De invloed van vrienden wordt steeds belangrijker: vrienden kopen ook snacks, waarom zou je het zelf niet doen?
Snacks zijn super goedkoop, vaak minder duur dan gezond eten. Vergelijk maar eens een zak appels met een grote zak chips.
Middelbare scholieren eten niet vanzelf gezond. De eetomgeving is enorm bepalend. Tegelijkertijd is er minder sturing en toezicht van ouders.
Hoeveel eetmomenten hebben kinderen?
Het RIVM heeft dit uitgerekend: gemiddeld heeft een kind 7 eetmomenten per dag. De vraag is of dat kleine snoepje is doorgegeven? Vaak zijn mensen zich niet bewust van het aantal eetmomenten. Vaak tellen ze drinken niet mee bij de eetmomenten wat wel zou moeten: als het geen water is, is het ook een eetmoment.
Advies kinderen tot 12 jaar
Maximaal 5 à 6 eetmomenten
Koppel eet- en drinkmomenten
Zorg voor een gezonde inname
Streven: de 2 uur regel:
Eet en drink niets (behalve water en thee zonder suiker) tussen twee eetmomenten, dan is de kans op gaatjes veel kleiner.
Tips voor ouders als hun kind trek heeft: zeg bijvoorbeeld ‘bewaar even je trek, we gaan over een kwartiertje eten.’ En koppel er een concreet tijdsstip aan.
Het meeste wat je op de markt kunt kopen aan eten en drinken, dat is snel gezegd wat kinderen nodig hebben qua voeding. Denk dan aan de minder bewerkte basisvoedingsmiddelen brood, groente- en fruit, zuivel, noten en vis, vlees en eieren. Deze voedingsmiddelen leveren:
Koolhydraten (energie)
Eiwitten (groei)
Vetten (energie & groei)
Mineralen
Vitaminen
Vezels
Vocht
Het is belangrijk dat je varieert tussen voedingsmiddelen, dat is gezond! Banaan is bijvoorbeeld heel gezond, net als broccoli. Maar alleen maar banaan of broccoli is niet gezond. Dan mis je de voedingsstoffen uit bijvoorbeeld mandarijn, rode kool, volkorenbrood, vis en zuivel.
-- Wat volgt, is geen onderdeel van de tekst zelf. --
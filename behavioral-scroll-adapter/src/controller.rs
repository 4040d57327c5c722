use behavioral_scroll::{
    Behavior, Coordinator, CoordinatorOptions, InteractionState, LayoutPass, ScrollOrigin,
    TouchAction, TouchEvent,
};

use crate::{ControllerOptions, Fling, Tween};

/// A framework-neutral controller that wraps a `behavioral_scroll::Coordinator` and executes
/// what the coordinator only requests: animations (with a [`Tween`]) and flings (with a
/// [`Fling`]).
///
/// This type does not hold any UI objects. Adapters drive it by calling:
/// - `on_layout` after every layout pass
/// - `on_touch_event` / `on_nested_pre_scroll` / `on_nested_scroll` when UI events occur
/// - `fling(velocity, now_ms)` when a drag ends with a velocity
/// - `tick(now_ms)` each frame/timer tick
///
/// `tick()` returns the offset to render while something is moving.
#[derive(Debug)]
pub struct Controller {
    c: Coordinator,
    options: ControllerOptions,
    tween: Option<Tween>,
    fling: Option<Fling>,
}

impl Controller {
    pub fn new(behavior: impl Behavior + 'static) -> Self {
        Self::from_coordinator(Coordinator::new(behavior), ControllerOptions::default())
    }

    pub fn with_options(
        behavior: impl Behavior + 'static,
        coordinator_options: CoordinatorOptions,
        options: ControllerOptions,
    ) -> Self {
        Self::from_coordinator(
            Coordinator::with_options(behavior, coordinator_options),
            options,
        )
    }

    pub fn from_coordinator(c: Coordinator, options: ControllerOptions) -> Self {
        Self {
            c,
            options,
            tween: None,
            fling: None,
        }
    }

    pub fn coordinator(&self) -> &Coordinator {
        &self.c
    }

    /// Direct access to the coordinator. Requests made through it are picked up by the next
    /// `tick`.
    pub fn coordinator_mut(&mut self) -> &mut Coordinator {
        &mut self.c
    }

    pub fn into_coordinator(self) -> Coordinator {
        self.c
    }

    pub fn options(&self) -> &ControllerOptions {
        &self.options
    }

    pub fn set_options(&mut self, options: ControllerOptions) {
        self.options = options;
    }

    pub fn offset(&self) -> i32 {
        self.c.offset()
    }

    pub fn tween(&self) -> Option<Tween> {
        self.tween
    }

    pub fn is_animating(&self) -> bool {
        self.tween.is_some()
    }

    pub fn is_flinging(&self) -> bool {
        self.fling.is_some()
    }

    pub fn cancel_animation(&mut self) {
        self.tween = None;
        self.c.cancel_animation();
    }

    pub fn on_layout(&mut self, pass: LayoutPass, now_ms: u64) {
        self.c.layout(pass);
        self.sync(now_ms);
    }

    /// Forwards a touch event. Returns whether it was handled.
    ///
    /// A `Down` stops any fling or animation in progress; a release may start a settle
    /// animation.
    pub fn on_touch_event(&mut self, event: TouchEvent, now_ms: u64) -> bool {
        if event.action == TouchAction::Down {
            self.stop_fling();
        }
        let handled = self.c.dispatch_touch_event(event);
        self.sync(now_ms);
        handled
    }

    pub fn on_nested_pre_scroll(&mut self, delta: i32, origin: ScrollOrigin, now_ms: u64) -> i32 {
        let consumed = self.c.on_nested_pre_scroll(delta, origin);
        self.sync(now_ms);
        consumed
    }

    pub fn on_nested_scroll(&mut self, unconsumed: i32, origin: ScrollOrigin, now_ms: u64) -> i32 {
        let consumed = self.c.on_nested_scroll(unconsumed, origin);
        self.sync(now_ms);
        consumed
    }

    /// Jumps to `offset` (clamped), dropping any animation or fling.
    pub fn scroll_to(&mut self, offset: i32) -> i32 {
        self.stop_fling();
        self.tween = None;
        self.c.scroll_to(offset);
        self.c.offset()
    }

    /// Starts an animation to `offset` (clamped). Returns the target.
    pub fn smooth_scroll_to(&mut self, offset: i32, now_ms: u64) -> i32 {
        self.c.smooth_scroll_to(offset);
        self.sync(now_ms);
        self.tween.map_or(self.c.offset(), |tween| tween.to)
    }

    /// Starts a fling with `velocity` px/s (positive toward larger offsets).
    ///
    /// Returns `false` when the velocity is below `min_fling_velocity`.
    pub fn fling(&mut self, velocity: f32, now_ms: u64) -> bool {
        let speed = if velocity < 0.0 { -velocity } else { velocity };
        if speed < self.options.min_fling_velocity {
            atrace!(velocity, "fling below minimum velocity");
            return false;
        }
        self.tween = None;
        self.c.begin_fling();
        let fling = Fling::new(velocity, self.options.fling_deceleration, now_ms);
        adebug!(
            velocity,
            distance = fling.distance(),
            duration_ms = fling.duration_ms(),
            "fling"
        );
        self.fling = Some(fling);
        true
    }

    pub fn stop_fling(&mut self) {
        if self.fling.take().is_some() {
            self.c.end_fling();
        }
    }

    /// Advances the controller.
    ///
    /// - If a fling is active, dispatches its next delta. The fling stops once it runs out or
    ///   the coordinator stops consuming its deltas.
    /// - If an animation is active, applies its next frame.
    ///
    /// Returns the new offset, or `None` when nothing is moving.
    pub fn tick(&mut self, now_ms: u64) -> Option<i32> {
        self.sync(now_ms);

        if let Some(mut fling) = self.fling {
            let delta = fling.step(now_ms);
            let consumed = self.c.dispatch_scroll(delta, ScrollOrigin::Programmatic);
            if fling.is_done(now_ms) || consumed != delta {
                atrace!(delta, consumed, "fling stopped");
                self.fling = None;
                self.c.end_fling();
            } else {
                self.fling = Some(fling);
            }
            self.sync(now_ms);
            return Some(self.c.offset());
        }

        let tween = self.tween?;
        self.c.apply_animation_frame(tween.sample(now_ms));
        if tween.is_done(now_ms) {
            self.tween = None;
            self.c.finish_animation();
        }
        Some(self.c.offset())
    }

    /// Mirrors the coordinator's animation state into the tween.
    fn sync(&mut self, now_ms: u64) {
        if self.fling.is_some() && !self.c.is_flinging() {
            self.fling = None;
        }

        if let Some(anim) = self.c.take_animation_request() {
            self.stop_fling();
            adebug!(from = anim.from, to = anim.to, "animation started");
            self.tween = Some(Tween::new(
                anim.from,
                anim.to,
                now_ms,
                self.options.animation_duration_ms,
                self.options.easing,
            ));
            return;
        }

        let Some(mut tween) = self.tween else {
            return;
        };
        match self.c.animation() {
            Some(anim) if anim.to != tween.to => {
                // A layout pass moved the bounds under the target.
                tween.retarget(now_ms, anim.to, self.options.animation_duration_ms);
                self.tween = Some(tween);
            }
            Some(_) => {}
            None => {
                debug_assert_ne!(self.c.state(), InteractionState::Animating);
                self.tween = None;
            }
        }
    }
}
Hoeveel hebben kinderen nodig?
Het voedingscentrum geeft informatie over wat kinderen precies nodig hebben. Check op hun site met hun leeftijd en geslacht wat de aanbevolen dagelijkse hoeveelheden zijn voor de verschillende basisvoedingsmiddelen.
Het is overigens geen probleem als een kind minder eet dan dit lijstje aanbevolen dagelijkse hoeveelheden. Als ze maar van alles wat binnenkrijgen en dan ook gebalanceerd ten opzichte van elkaar. Veel kinderen zijn dol op brood, maar als je veel brood eet, ontneem je de trek in andere voedselmiddelen. De aanbevolen dagelijkse hoeveelheden kun je dus zien als een leidraad.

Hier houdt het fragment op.